My travels between Lyon and my ultimate destination of Asti, Italy on Wednesday were filled with interesting encounters. First, I rode a bus through the early morning snow to the Part Dieu station in downtown Lyon. I got a chance to practice my French (here? station? Part Dieu?) with a few of the other passengers.
Part Dieu train station in Lyon.
In the train station in Lyon, I still had a bit of time before the departure of my delayed train, so after getting yelled at for reading one page short of the entire International Herald Tribune at a newsstand, I ambled over to survey the food options.
I’m standing there debating whether to say, “Je voudrais un croissant,” (see, I didn’t actually want a croissant, I just wanted to use the FOTC line), when I hear someone behind me ask me a question in French. Not understanding, I turn around and standing around me are five HUGE guys, three of them dressed in army fatigues and assault rifles and two of them dressed in police uniforms with side-arms. Keep in mind this is at 7:30 AM, and years of learning Spanish and now Arabic has whittled my 10th grade French down to next to nothing.

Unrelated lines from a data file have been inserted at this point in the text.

//! Common types used across the platform

use chrono::{Datelike, Duration, NaiveDate};
use serde::{Deserialize, Serialize};

/// Pagination parameters
#[derive(Debug, Clone, Serialize, Deserialize)]
pub struct Pagination {
    pub page: u32,
    pub per_page: u32,
}

impl Default for Pagination {
    fn default() -> Self {
        Self {
            page: 1,
            per_page: 20,
        }
    }
}

impl Pagination {
    pub fn offset(&self) -> i64 {
        (self.page.max(1) as i64 - 1) * self.per_page as i64
    }

    pub fn limit(&self) -> i64 {
        self.per_page.clamp(1, 200) as i64
    }
}

/// Paginated response
#[derive(Debug, Clone, Serialize, Deserialize)]
pub struct PaginatedResponse<T> {
    pub data: Vec<T>,
    pub pagination: PaginationMeta,
}

/// Pagination metadata
#[derive(Debug, Clone, Serialize, Deserialize)]
pub struct PaginationMeta {
    pub page: u32,
    pub per_page: u32,
    pub total_items: u64,
    pub total_pages: u32,
}

impl PaginationMeta {
    pub fn new(pagination: &Pagination, total_items: u64) -> Self {
        let per_page = pagination.limit() as u32;
        Self {
            page: pagination.page.max(1),
            per_page,
            total_items,
            total_pages: total_items.div_ceil(per_page as u64) as u32,
        }
    }
}

/// Date range for queries (inclusive on both ends)
#[derive(Debug, Clone, Serialize, Deserialize)]
pub struct DateRange {
    pub start: NaiveDate,
    pub end: NaiveDate,
}

impl DateRange {
    pub fn contains(&self, date: NaiveDate) -> bool {
        date >= self.start && date <= self.end
    }
}

/// Reporting period granularity
#[derive(Debug, Clone, Copy, Serialize, Deserialize, PartialEq, Eq, Default)]
#[serde(rename_all = "lowercase")]
pub enum Period {
    #[default]
    Daily,
    Weekly,
    Monthly,
}

impl Period {
    pub fn as_str(&self) -> &'static str {
        match self {
            Period::Daily => "daily",
            Period::Weekly => "weekly",
            Period::Monthly => "monthly",
        }
    }

    /// Postgres `date_trunc` field for this period
    pub fn trunc_field(&self) -> &'static str {
        match self {
            Period::Daily => "day",
            Period::Weekly => "week",
            Period::Monthly => "month",
        }
    }

    /// First day of the bucket that contains `date`. Weeks start on Monday.
    pub fn bucket_start(&self, date: NaiveDate) -> NaiveDate {
        match self {
            Period::Daily => date,
            Period::Weekly => {
                date - Duration::days(date.weekday().num_days_from_monday() as i64)
            }
            Period::Monthly => date.with_day(1).unwrap_or(date),
        }
    }
}

impl std::str::FromStr for Period {
    type Err = String;

    fn from_str(s: &str) -> Result<Self, Self::Err> {
        match s.trim().to_lowercase().as_str() {
            "daily" | "harian" => Ok(Period::Daily),
            "weekly" | "mingguan" => Ok(Period::Weekly),
            "monthly" | "bulanan" => Ok(Period::Monthly),
            other => Err(format!("Unknown period: {}", other)),
        }
    }
}

/// Normalize a product or material name for matching: case-insensitive,
/// surrounding whitespace trimmed, inner runs of whitespace collapsed.
pub fn normalize_name(name: &str) -> String {
    name.split_whitespace()
        .collect::<Vec<_>>()
        .join(" ")
        .to_lowercase()
}

/// Compare two names using [`normalize_name`]
pub fn same_name(a: &str, b: &str) -> bool {
    normalize_name(a) == normalize_name(b)
}

#[cfg(test)]
mod tests {
    use super::*;

    #[test]
    fn test_normalize_name() {
        assert_eq!(normalize_name("  Udang   Crispy "), "udang crispy");
        assert!(same_name("UDANG CRISPY", "udang\tcrispy"));
        assert!(!same_name("Udang Crispy", "Udang Goreng"));
    }

    #[test]
    fn test_period_bucket_start() {
        let date = NaiveDate::from_ymd_opt(2026, 10, 16).unwrap(); // Friday
        assert_eq!(Period::Daily.bucket_start(date), date);
        assert_eq!(
            Period::Weekly.bucket_start(date),
            NaiveDate::from_ymd_opt(2026, 10, 12).unwrap()
        );
        assert_eq!(
            Period::Monthly.bucket_start(date),
            NaiveDate::from_ymd_opt(2026, 10, 1).unwrap()
        );
    }

    #[test]
    fn test_period_parse() {
        assert_eq!("Harian".parse::<Period>().unwrap(), Period::Daily);
        assert_eq!("weekly".parse::<Period>().unwrap(), Period::Weekly);
        assert!("yearly".parse::<Period>().is_err());
    }

    #[test]
    fn test_pagination_meta() {
        let p = Pagination { page: 2, per_page: 20 };
        assert_eq!(p.offset(), 20);
        let meta = PaginationMeta::new(&p, 41);
        assert_eq!(meta.total_pages, 3);
    }
}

I motion that I don’t understand, and one of them repeats the question in accented English.
“Do you smoke weed?” He asks, eyeing me suspiciously.
“What? No,” I respond.
He persists with the questioning. “Have you ever smoked weed?”
“No,” I say, growing irritated.
Another guy gets in on the action. “When was the last time you smoked weed?”

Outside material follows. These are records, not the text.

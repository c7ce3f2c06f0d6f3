//! Daily HPP rollup handlers

use axum::{
    extract::{Path, Query, State},
    Json,
};
use chrono::NaiveDate;

use shared::{Action, HppHarian, Resource};

use crate::error::AppResult;
use crate::middleware::{check_permission, CurrentUser};
use crate::services::hpp::HppRangeTotal;
use crate::services::reporting::ReportFilter;
use crate::services::transaksi::business_date;
use crate::services::HppService;
use crate::AppState;

/// Totals over a date range plus the day documents
pub async fn get_hpp_total(
    State(state): State<AppState>,
    current_user: CurrentUser,
    Query(filter): Query<ReportFilter>,
) -> AppResult<Json<HppRangeTotal>> {
    check_permission(&current_user.0, Resource::Laporan, Action::View)?;
    let range = filter.range(business_date())?;
    let total = HppService::new(state.db).range_total(range).await?;
    Ok(Json(total))
}

pub async fn get_hpp_day(
    State(state): State<AppState>,
    current_user: CurrentUser,
    Path(tanggal): Path<NaiveDate>,
) -> AppResult<Json<HppHarian>> {
    check_permission(&current_user.0, Resource::Laporan, Action::View)?;
    let day = HppService::new(state.db).get_day(tanggal).await?;
    Ok(Json(day))
}
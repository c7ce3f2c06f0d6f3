//! Shop settings handlers

use axum::{extract::State, Json};

use shared::{Action, Resource, Settings};

use crate::error::AppResult;
use crate::middleware::{check_permission, CurrentUser};
use crate::services::settings::UpdateSettingsInput;
use crate::services::SettingsService;
use crate::AppState;

/// Current settings; defaults when none have been saved
pub async fn get_settings(
    State(state): State<AppState>,
    current_user: CurrentUser,
) -> AppResult<Json<Settings>> {
    check_permission(&current_user.0, Resource::Settings, Action::View)?;
    let settings = SettingsService::new(state.db).find().await?.unwrap_or_default();
    Ok(Json(settings))
}

pub async fn update_settings(
    State(state): State<AppState>,
    current_user: CurrentUser,
    Json(input): Json<UpdateSettingsInput>,
) -> AppResult<Json<Settings>> {
    check_permission(&current_user.0, Resource::Settings, Action::Edit)?;
    let settings = SettingsService::new(state.db).update(input).await?;
    Ok(Json(settings))
}
//! HTTP handlers for the Kedai POS API

mod auth;
mod bahan_baku;
mod barang;
mod health;
mod hpp;
mod modal;
mod payment;
mod production;
mod reporting;
mod settings;
mod transaksi;

pub use auth::*;
pub use bahan_baku::*;
pub use barang::*;
pub use health::*;
pub use hpp::*;
pub use modal::*;
pub use payment::*;
pub use production::*;
pub use reporting::*;
pub use settings::*;
pub use transaksi::*;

To this, I lift up my jacket, sweatshirt and t-shirt and proudly show off my lung scar to each one of them, one by one.
“Look. My lung collapsed! I don’t smoke.”
“What are you carrying in the bag?” One of the cops asks, not impressed by my bullet-shaped scar.
“Clothes, books, and a camera. I’m traveling across southern Europe.”
He makes a motion to reach for my bag, at which point I put it on the ground and start pulling out my camera, books, snacks, and clothes, scattering them across the floor of the train station.
It’s possible they expected either a fight or flight reaction, but upon realizing I was going to cooperate, they lost interest and walked away. I don’t know if I look like the stereotypical 22-year-old French drug runner, but it seems like they should have better things to do than stopping me at 7:30 in the morning to ask me about my clearly prolific pot-smoking habits.
View from the train, crossing the Alps
The first train took me from Lyon to Chambery, France, where I had to transfer to the second train to Turin, Italy. It was on this train that I had my next interesting encounter.
My assigned seat put me next to a Senegalese woman in her mid- to late-30s. We started chatting about Turin, she in limited English and me in (very) limited French, which was her final destination as well. After more and more probing questions, I began to notice that this was not simply a social conversation. Finally, when she asked me what I was doing that night and what hotel I was staying in, I came to the realization that she was offering me her professional services as a lady of the night. It was just about that time I put in my headphones, turned toward the window and went to sleep.